Is OmniFocus 4 a fantasy? Omnifocus 3 is very buggy on Sonoma and today’s update blew up OmniFocus on my MacBook Pro M2. Now all I get is a crashcatcher window and cannot open OmniFocus on my Mac. Not acceptable.
That sounds very stressful. I’m on the beta of OmniFocus 4, through the app TestFlight. It still has two bugs I’ve been dealing with, but is generally excellent and has no issue with Sonoma. They’ve been working very hard on it. As soon as it’s a final release, I’ll be a happy subscriber. Maybe you can get on the OF4 beta and see if you can open your OF3 file in it?
Thanks for your response. I am in the middle of a busy day and will try to do that later. Guess I’ll just have to use OmniFocus on my iPad to get my work done today.
On the OG slack channel there is some discussion on the OF3 issues. There is a new update working its way through approval.
The march towards the release of Omnifocus 4 has been utterly glacial. I’ve been on the OF4 beta for months and it is still buggy.
It’s a complex product, which they’ve rewritten from the ground up and are also adding features to. Omni are taking their time to get it right. I have no problem with that.
Usually this would have happened behind the scenes to the point of late Beta, but they’d inviting customers to take part.
I appreciate them getting it right. But it is a complex product? I appreciate it is done well. But isn’t it a database running various queries? I say that as a fairly long time user…
The bigger problem I had when I was on the OF4 beta, is that it was still nearly as ugly as it always has been (subjective, I know) and I thought it was in desperate need of refinement: someone just sitting down and looking at how users interact with it, like it’s not 1985 any more, could make a major difference.
Getting things right takes time, but to take a lot of time and not get it significantly more right is a bit sad.
I know lots of people love OF. I depended on it for years but I never really loved it.

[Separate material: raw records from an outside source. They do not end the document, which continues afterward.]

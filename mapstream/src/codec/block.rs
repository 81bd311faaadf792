//! Code-block coefficient coding.
//!
//! A code-block covers a rectangle of one subband. Its magnitude bit-planes
//! are coded most significant first: a per-sample tag tree resolves the first
//! plane on which each sample becomes significant, the sign follows as one
//! raw bit, and every later plane contributes one raw refinement bit per
//! already-significant sample. Samples are visited in raster order within
//! each plane.
//!
//! The tier header tells the decoder how many leading all-zero planes the
//! block skips; only the remaining planes are coded. Quality layers split
//! those planes into consecutive runs, one byte-aligned segment per layer.

use super::bits::{BitReader, BitWriter};
use super::tagtree::{TagTreeDecoder, TagTreeEncoder};
use super::{try_zeroed, CodecError};

/// Planes carried by quality layer `layer` when `total` coded planes are
/// split over `layers` layers. Earlier layers carry the more significant
/// planes and take the remainder.
pub(crate) fn planes_for_layer(total: u32, layers: u32, layer: u32) -> u32 {
    let base = total / layers;
    let rem = total % layers;
    if layer < rem {
        base + 1
    } else {
        base
    }
}

/// Decoder state for one code-block, persistent across quality layers.
pub(crate) struct BlockDecoder {
    width: usize,
    height: usize,
    tree: TagTreeDecoder,
    /// Magnitude accumulated so far, one entry per sample.
    mag: Vec<u32>,
    negative: Vec<bool>,
    significant: Vec<bool>,
    /// Coded plane count (magnitude bits minus skipped planes).
    planes: u32,
    /// Planes consumed so far.
    done: u32,
}

impl BlockDecoder {
    pub fn new(
        width: usize,
        height: usize,
        magnitude_bits: u32,
        skipped: u32,
    ) -> Result<Self, CodecError> {
        if skipped > magnitude_bits {
            return Err(CodecError::Malformed("skipped planes exceed magnitude bits"));
        }
        Ok(Self {
            width,
            height,
            tree: TagTreeDecoder::new(height, width),
            mag: try_zeroed(width * height)?,
            negative: try_zeroed(width * height)?,
            significant: try_zeroed(width * height)?,
            planes: magnitude_bits - skipped,
            done: 0,
        })
    }

    /// Decodes one byte-aligned segment carrying `planes` further planes.
    pub fn decode_segment(&mut self, data: &[u8], planes: u32) -> Result<(), CodecError> {
        if self.done + planes > self.planes {
            return Err(CodecError::Malformed("segment exceeds coded planes"));
        }
        let mut reader = BitReader::new(data);
        for _ in 0..planes {
            let plane = self.done;
            let bit = 1 << (self.planes - 1 - plane);
            for m in 0..self.height {
                for n in 0..self.width {
                    let idx = m * self.width + n;
                    if self.significant[idx] {
                        self.mag[idx] |= reader.read_bit()? * bit;
                    } else {
                        let v = self.tree.update(m, n, plane + 1, &mut reader)?;
                        if v <= plane {
                            self.significant[idx] = true;
                            self.mag[idx] |= bit;
                            self.negative[idx] = reader.read_bit()? == 1;
                        }
                    }
                }
            }
            self.done += 1;
        }
        Ok(())
    }

    /// Writes the signed coefficients into a subband-sized destination at
    /// offset `(x0, y0)`.
    pub fn write_into(&self, dest: &mut [i32], dest_width: usize, x0: usize, y0: usize) {
        for m in 0..self.height {
            for n in 0..self.width {
                let v = self.mag[m * self.width + n] as i32;
                dest[(y0 + m) * dest_width + (x0 + n)] =
                    if self.negative[m * self.width + n] { -v } else { v };
            }
        }
    }
}

/// Encoder mirror of [`BlockDecoder`].
pub(crate) struct BlockEncoder {
    width: usize,
    height: usize,
    tree: TagTreeEncoder,
    mag: Vec<u32>,
    negative: Vec<bool>,
    significant: Vec<bool>,
    planes: u32,
    done: u32,
    /// Leading all-zero planes, reported in the tier header.
    pub skipped: u32,
}

impl BlockEncoder {
    /// Builds an encoder over the block's signed coefficients, row-major
    /// `height` x `width`. Magnitudes must fit in `magnitude_bits` bits.
    pub fn new(width: usize, height: usize, magnitude_bits: u32, coeffs: &[i32]) -> Self {
        debug_assert_eq!(coeffs.len(), width * height);
        let mag: Vec<u32> = coeffs.iter().map(|&c| c.unsigned_abs()).collect();
        let negative: Vec<bool> = coeffs.iter().map(|&c| c < 0).collect();
        let top = mag.iter().copied().max().unwrap_or(0);
        debug_assert!(magnitude_bits == 32 || top < (1u32 << magnitude_bits));

        let used = 32 - top.leading_zeros();
        let skipped = magnitude_bits - used;
        let planes = used;

        // Leaf values: first significant plane index for each sample, or the
        // plane count for all-zero samples (never resolved).
        let leaves: Vec<u32> = mag
            .iter()
            .map(|&m| {
                if m == 0 {
                    planes
                } else {
                    planes - (32 - m.leading_zeros())
                }
            })
            .collect();

        Self {
            width,
            height,
            tree: TagTreeEncoder::new(height, width, &leaves),
            mag,
            negative,
            significant: vec![false; width * height],
            planes,
            done: 0,
            skipped,
        }
    }

    /// Encodes the next `planes` planes as one byte-aligned segment.
    pub fn encode_segment(&mut self, planes: u32) -> Vec<u8> {
        debug_assert!(self.done + planes <= self.planes);
        let mut writer = BitWriter::new();
        for _ in 0..planes {
            let plane = self.done;
            let bit = 1 << (self.planes - 1 - plane);
            for m in 0..self.height {
                for n in 0..self.width {
                    let idx = m * self.width + n;
                    if self.significant[idx] {
                        writer.write_bit(u32::from(self.mag[idx] & bit != 0));
                    } else {
                        self.tree.encode(m, n, plane + 1, &mut writer);
                        if self.mag[idx] & bit != 0 {
                            self.significant[idx] = true;
                            writer.write_bit(u32::from(self.negative[idx]));
                        }
                    }
                }
            }
            self.done += 1;
        }
        writer.finish()
    }

    /// Coded plane count after skipping leading zero planes.
    pub fn coded_planes(&self) -> u32 {
        self.planes
    }
}

#[cfg(test)]
mod tests {
    use super::*;

    fn round_trip(width: usize, height: usize, magbits: u32, coeffs: &[i32], layers: u32) {
        let mut enc = BlockEncoder::new(width, height, magbits, coeffs);
        let total = enc.coded_planes();
        let skipped = enc.skipped;

        let mut dec = BlockDecoder::new(width, height, magbits, skipped).unwrap();
        for layer in 0..layers {
            let planes = planes_for_layer(total, layers, layer);
            let segment = enc.encode_segment(planes);
            dec.decode_segment(&segment, planes).unwrap();
        }

        let mut out = vec![0i32; width * height];
        dec.write_into(&mut out, width, 0, 0);
        assert_eq!(out, coeffs);
    }

    #[test]
    fn test_single_layer_round_trip() {
        let coeffs = [0, 5, -3, 12, -128, 1, 0, 77, -1];
        round_trip(3, 3, 10, &coeffs, 1);
    }

    #[test]
    fn test_multi_layer_round_trip() {
        let coeffs = [14, -200, 3, 0, 0, -7, 255, 1, -90, 31, 0, 6];
        round_trip(4, 3, 12, &coeffs, 3);
    }

    #[test]
    fn test_all_zero_block_codes_nothing() {
        let coeffs = [0i32; 16];
        let enc = BlockEncoder::new(4, 4, 8, &coeffs);
        assert_eq!(enc.coded_planes(), 0);
        assert_eq!(enc.skipped, 8);
    }

    #[test]
    fn test_skipped_planes_beyond_magbits_rejected() {
        assert!(matches!(
            BlockDecoder::new(4, 4, 6, 7),
            Err(CodecError::Malformed(_))
        ));
    }

    #[test]
    fn test_partial_segments_leave_low_planes_unset() {
        // Decoding only the first of two layers yields coefficients with the
        // undelivered low planes still zero.
        let coeffs = [96, -80, 0, 48];
        let mut enc = BlockEncoder::new(2, 2, 8, coeffs.as_slice());
        let total = enc.coded_planes();
        let first = planes_for_layer(total, 2, 0);
        let segment = enc.encode_segment(first);

        let mut dec = BlockDecoder::new(2, 2, 8, enc.skipped).unwrap();
        dec.decode_segment(&segment, first).unwrap();
        let mut out = vec![0i32; 4];
        dec.write_into(&mut out, 2, 0, 0);

        let mask = !((1i32 << (total - first)) - 1);
        for (got, want) in out.iter().zip(coeffs.iter()) {
            let expect = if *want < 0 {
                -((-want) & mask)
            } else {
                want & mask
            };
            assert_eq!(*got, expect);
        }
    }
}
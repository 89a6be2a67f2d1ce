//! Per-piece positional evaluation: material, safety, capture pressure and
//! mobility, scored independently of color so a caller can aggregate with a
//! sign per side.

use crate::board::{Board, NoPieceError};
use crate::movegen::legal_cells_into;
use crate::types::{Cell, Color};

/// Favorability score for the piece on `from`, higher meaning better for
/// that piece's own side. Inputs: material value, own legal-move count,
/// opposing pieces whose legal moves hit this cell, opposing pieces this
/// piece can legally capture, and friendly pieces covering this cell.
///
/// A pure query: works on a clone of the board, so the caller's board is
/// untouched.
pub fn evaluate(board: &Board, from: Cell) -> Result<f64, NoPieceError> {
    let mut work = board.clone();
    evaluate_on(&mut work, from)
}

fn evaluate_on(board: &mut Board, from: Cell) -> Result<f64, NoPieceError> {
    let pc = board.piece_at(from).ok_or(NoPieceError(from))?;
    let value = pc.kind.value();

    let mut moves = Vec::with_capacity(32);
    legal_cells_into(board, from, &mut moves)?;
    let mobility = moves.len();
    let capturable = moves
        .iter()
        .filter(|&&to| board.can_capture(pc.color, to))
        .count();

    let mut threats = 0usize;
    let opponents: Vec<Cell> = board.pieces_of(pc.color.other()).map(|(c, _)| c).collect();
    for cell in opponents {
        legal_cells_into(board, cell, &mut moves)?;
        if moves.contains(&from) {
            threats += 1;
        }
    }

    let defended = defended_count(board, from, pc.color)?;

    let mut score = value;
    let imbalance = threats as f64 - defended as f64;
    if imbalance > 0.0 {
        // outnumbered attackers price the piece's loss at its own value
        score -= value * imbalance;
    } else {
        // spare cover earns 0.3 of the rate a deficit costs
        score += value * (-imbalance) * 0.3;
    }
    score += capturable as f64;
    score += 0.1 * mobility as f64;
    Ok(score)
}

/// Friendly pieces whose legal moves cover `cell`, counted with the occupant
/// lifted off the board so it does not block its own defenders' lines
/// through the square.
fn defended_count(board: &mut Board, cell: Cell, color: Color) -> Result<usize, NoPieceError> {
    with_cell_vacated(board, cell, |b| {
        let friends: Vec<Cell> = b.pieces_of(color).map(|(c, _)| c).collect();
        let mut moves = Vec::with_capacity(32);
        let mut covered = 0usize;
        for friend in friends {
            legal_cells_into(b, friend, &mut moves)?;
            if moves.contains(&cell) {
                covered += 1;
            }
        }
        Ok(covered)
    })
}

/// Runs `probe` with `cell` emptied, then restores its previous occupant.
/// The restore does not depend on the probe's outcome.
fn with_cell_vacated<T>(board: &mut Board, cell: Cell, probe: impl FnOnce(&mut Board) -> T) -> T {
    let occupant = board.piece_at(cell);
    board.set_piece(cell, None);
    let out = probe(board);
    board.set_piece(cell, occupant);
    out
}
use thiserror::Error;

use crate::movegen;
use crate::types::{Cell, Color, Piece, PieceKind};

/// Returned when a movement or evaluation query addresses a cell with no
/// piece on it. Querying a piece that was never placed (or was already
/// captured) is an orchestration bug, so it is surfaced eagerly instead of
/// being flattened into an empty result.
#[derive(Clone, Copy, Debug, Error, PartialEq, Eq)]
#[error("no piece on cell {0}")]
pub struct NoPieceError(pub Cell);

#[derive(Clone, Debug, Error, PartialEq, Eq)]
pub enum FenError {
    #[error("empty FEN string")]
    Empty,
    #[error("expected 8 ranks in the placement field, got {0}")]
    RankCount(usize),
    #[error("rank {0:?} does not describe exactly 8 files")]
    RankWidth(String),
    #[error("invalid piece character {0:?}")]
    BadPiece(char),
}

#[derive(Clone, Debug, PartialEq, Eq)]
pub struct Board {
    cells: [Option<Piece>; 64],
}

impl Board {
    pub fn empty() -> Board {
        Board { cells: [None; 64] }
    }

    pub fn startpos() -> Board {
        let mut board = Board::empty();
        for col in 0..8 {
            board.cells[8 + col] = Some(Piece::new(Color::White, PieceKind::Pawn));
            board.cells[48 + col] = Some(Piece::new(Color::Black, PieceKind::Pawn));
        }
        let back = [
            PieceKind::Rook,
            PieceKind::Knight,
            PieceKind::Bishop,
            PieceKind::Queen,
            PieceKind::King,
            PieceKind::Bishop,
            PieceKind::Knight,
            PieceKind::Rook,
        ];
        for (col, &kind) in back.iter().enumerate() {
            board.cells[col] = Some(Piece::new(Color::White, kind));
            board.cells[56 + col] = Some(Piece::new(Color::Black, kind));
        }
        board
    }

    /// Forsyth-Edwards placement parser used by tests and benches. Only the
    /// first field of a full FEN string is consumed; this board carries no
    /// side-to-move, castling or en-passant state.
    pub fn from_fen(fen: &str) -> Result<Board, FenError> {
        let placement = fen.split_whitespace().next().ok_or(FenError::Empty)?;
        let ranks: Vec<&str> = placement.split('/').collect();
        if ranks.len() != 8 {
            return Err(FenError::RankCount(ranks.len()));
        }

        let mut board = Board::empty();
        for (i, rank) in ranks.iter().enumerate() {
            let row = 7 - i as i8; // FEN lists rank 8 first
            let mut col: i8 = 0;
            for ch in rank.chars() {
                if let Some(d) = ch.to_digit(10) {
                    col += d as i8;
                } else {
                    let color = if ch.is_uppercase() {
                        Color::White
                    } else {
                        Color::Black
                    };
                    let kind = match ch.to_ascii_lowercase() {
                        'p' => PieceKind::Pawn,
                        'n' => PieceKind::Knight,
                        'b' => PieceKind::Bishop,
                        'r' => PieceKind::Rook,
                        'q' => PieceKind::Queen,
                        'k' => PieceKind::King,
                        _ => return Err(FenError::BadPiece(ch)),
                    };
                    let cell = Cell::new(row, col)
                        .ok_or_else(|| FenError::RankWidth(rank.to_string()))?;
                    board.cells[cell.index()] = Some(Piece::new(color, kind));
                    col += 1;
                }
            }
            if col != 8 {
                return Err(FenError::RankWidth(rank.to_string()));
            }
        }
        Ok(board)
    }

    pub fn piece_at(&self, cell: Cell) -> Option<Piece> {
        self.cells[cell.index()]
    }

    /// Unconditional placement, used for real setup and simulated moves
    /// alike. `None` clears the cell.
    pub fn set_piece(&mut self, cell: Cell, piece: Option<Piece>) {
        self.cells[cell.index()] = piece;
    }

    pub fn is_empty(&self, cell: Cell) -> bool {
        self.piece_at(cell).is_none()
    }

    /// True iff a piece of `color` may land on `cell`: empty or holding an
    /// opposing piece.
    pub fn can_enter(&self, color: Color, cell: Cell) -> bool {
        self.piece_at(cell).map_or(true, |pc| pc.color != color)
    }

    /// True iff `cell` holds a piece that `color` could capture.
    pub fn can_capture(&self, color: Color, cell: Cell) -> bool {
        self.piece_at(cell).is_some_and(|pc| pc.color != color)
    }

    pub fn pieces_of(&self, color: Color) -> impl Iterator<Item = (Cell, Piece)> + '_ {
        Cell::all().filter_map(move |cell| match self.piece_at(cell) {
            Some(pc) if pc.color == color => Some((cell, pc)),
            _ => None,
        })
    }

    pub fn king_cell(&self, color: Color) -> Option<Cell> {
        self.pieces_of(color)
            .find(|(_, pc)| pc.kind == PieceKind::King)
            .map(|(cell, _)| cell)
    }

    /// True iff any piece of `by` reaches `target` by raw movement.
    ///
    /// Built on raw reachability only: routing this through the legality
    /// filter would recurse, since legality is itself defined in terms of
    /// check.
    pub fn is_attacked(&self, target: Cell, by: Color) -> bool {
        let mut reach = Vec::with_capacity(16);
        self.pieces_of(by).any(|(from, pc)| {
            movegen::reachable_for(self, from, pc, &mut reach);
            reach.contains(&target)
        })
    }

    /// A missing king reports not-in-check, which keeps sparse synthetic
    /// boards usable in tests.
    pub fn in_check(&self, color: Color) -> bool {
        match self.king_cell(color) {
            Some(king) => self.is_attacked(king, color.other()),
            None => false,
        }
    }
}
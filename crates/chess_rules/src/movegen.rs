use crate::board::{Board, NoPieceError};
use crate::types::{Cell, Color, Piece, PieceKind};

const ORTHOGONALS: [(i8, i8); 4] = [(1, 0), (-1, 0), (0, 1), (0, -1)];
const DIAGONALS: [(i8, i8); 4] = [(1, 1), (1, -1), (-1, 1), (-1, -1)];
const KNIGHT_JUMPS: [(i8, i8); 8] = [
    (1, 2),
    (2, 1),
    (-1, 2),
    (-2, 1),
    (1, -2),
    (2, -1),
    (-1, -2),
    (-2, -1),
];
const KING_STEPS: [(i8, i8); 8] = [
    (1, 1),
    (1, 0),
    (1, -1),
    (0, 1),
    (0, -1),
    (-1, 1),
    (-1, 0),
    (-1, -1),
];

/// Cells the piece on `from` can move to by shape, blocking and target
/// occupancy alone, ignoring whether the move would expose its own king.
pub fn reachable_cells(board: &Board, from: Cell) -> Result<Vec<Cell>, NoPieceError> {
    let pc = board.piece_at(from).ok_or(NoPieceError(from))?;
    let mut out = Vec::with_capacity(16);
    reachable_for(board, from, pc, &mut out);
    Ok(out)
}

/// Raw generation for a known occupant, writing into `out` (cleared first).
pub(crate) fn reachable_for(board: &Board, from: Cell, pc: Piece, out: &mut Vec<Cell>) {
    out.clear();
    match pc.kind {
        PieceKind::Pawn => pawn_cells(board, from, pc.color, out),
        PieceKind::Knight => step_cells(board, from, pc.color, &KNIGHT_JUMPS, out),
        PieceKind::Bishop => ray_cells(board, from, pc.color, &DIAGONALS, out),
        PieceKind::Rook => ray_cells(board, from, pc.color, &ORTHOGONALS, out),
        PieceKind::Queen => {
            ray_cells(board, from, pc.color, &ORTHOGONALS, out);
            ray_cells(board, from, pc.color, &DIAGONALS, out);
        }
        PieceKind::King => step_cells(board, from, pc.color, &KING_STEPS, out),
    }
}

fn pawn_cells(board: &Board, from: Cell, c: Color, out: &mut Vec<Cell>) {
    let (dir, start_row): (i8, i8) = match c {
        Color::White => (1, 1),
        Color::Black => (-1, 6),
    };

    // single push, double push only from the start row through an empty cell
    if let Some(one) = from.offset(dir, 0) {
        if board.is_empty(one) {
            out.push(one);
            if from.row() == start_row {
                if let Some(two) = from.offset(2 * dir, 0) {
                    if board.is_empty(two) {
                        out.push(two);
                    }
                }
            }
        }
    }

    // the forward diagonals are reachable as captures only
    for dc in [-1, 1] {
        if let Some(to) = from.offset(dir, dc) {
            if board.can_capture(c, to) {
                out.push(to);
            }
        }
    }
}

fn ray_cells(board: &Board, from: Cell, c: Color, dirs: &[(i8, i8)], out: &mut Vec<Cell>) {
    for &(dr, dc) in dirs {
        let mut cur = from.offset(dr, dc);
        while let Some(to) = cur {
            match board.piece_at(to) {
                None => out.push(to),
                Some(pc) if pc.color != c => {
                    out.push(to);
                    break;
                }
                Some(_) => break,
            }
            cur = to.offset(dr, dc);
        }
    }
}

fn step_cells(board: &Board, from: Cell, c: Color, steps: &[(i8, i8)], out: &mut Vec<Cell>) {
    for &(dr, dc) in steps {
        if let Some(to) = from.offset(dr, dc) {
            if board.can_enter(c, to) {
                out.push(to);
            }
        }
    }
}

/// Reachable cells that do not leave the mover's own king in check,
/// returned as a freshly allocated vector.
/// Internally delegates to `legal_cells_into`, cloning the board only once.
pub fn legal_cells(board: &Board, from: Cell) -> Result<Vec<Cell>, NoPieceError> {
    let mut tmp = board.clone();
    let mut out = Vec::with_capacity(16);
    legal_cells_into(&mut tmp, from, &mut out)?;
    Ok(out)
}

/// Filter variant that reuses the caller's board and buffer across calls.
/// Every candidate is simulated and reverted in turn, so the board is back
/// in its input state when this returns.
pub fn legal_cells_into(
    board: &mut Board,
    from: Cell,
    out: &mut Vec<Cell>,
) -> Result<(), NoPieceError> {
    let pc = board.piece_at(from).ok_or(NoPieceError(from))?;
    reachable_for(board, from, pc, out);
    out.retain(|&to| !with_simulated_move(board, from, to, |b| b.in_check(pc.color)));
    Ok(())
}

/// Runs `probe` with the piece on `from` placed on `to` (displacing any
/// occupant), then restores the previous occupancy of both cells. The
/// restore does not depend on the probe's verdict.
fn with_simulated_move<T>(
    board: &mut Board,
    from: Cell,
    to: Cell,
    probe: impl FnOnce(&Board) -> T,
) -> T {
    let mover = board.piece_at(from);
    let displaced = board.piece_at(to);
    board.set_piece(to, mover);
    board.set_piece(from, None);
    let verdict = probe(board);
    board.set_piece(from, mover);
    board.set_piece(to, displaced);
    verdict
}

That’s true on the back-end, and they haven’t spent much time on OF’s data approach. The complexity is all on the UI side. It took them a long time to design out how to show more information/features on phones, especially. They took a lot of feedback along the way. The other part that’s taking awhile is moving their interface code to SwiftUI.
If Apple were a couple years further ahead on their development of SwiftUI I think it’d have been a significantly faster beta period, but the design challenges would still have taken awhile.
And to @chrisecurtis 's point, they really needed an additional designer on the project. They could’ve solved more UX challenges in the same amount of time. The utility is super high in the current state of 4.0 for people comfortable with OF, though.
Funnily enough I installed the betas again a few day ago. I used OF for 10+ until switching to Things a couple of years ago. With growing responsibilities and a recent feeling of being a bit overwhelmed I decided to take another look at OF.
Things has a beautiful UI and great keyboard shortcuts, but I’ve been missing the review feature, filters and the ability to put a project on pause, when you have a lot of active projects the Things sidebar can look pretty overwhelming.
I’d love to go back onto OF but the UI feels very dated now, as a designer I can’t help but notice spacing in the UI being uneven and the animations and scrolling are not smooth. I’ll keep my eye on the betas but at the moment it doesn’t feel like an app that I can live with. I’d love the power of OmniFocus with the design of Things.
I’m on the beta for OF4 too. I’m not a designer, nor do I work in tech, but to my (untrained) eyes, the UI in OF4 is a significant improvement on OF3, which I felt was really clunky. There are certainly some bugs in the manner in which the data displays (tags being the classic example). I do wonder if it will improve as the beta progresses.
The age-old dilemma. I’d expect animation performance to improve between now and release, though. They aren’t in the phase where they’re polishing that yet.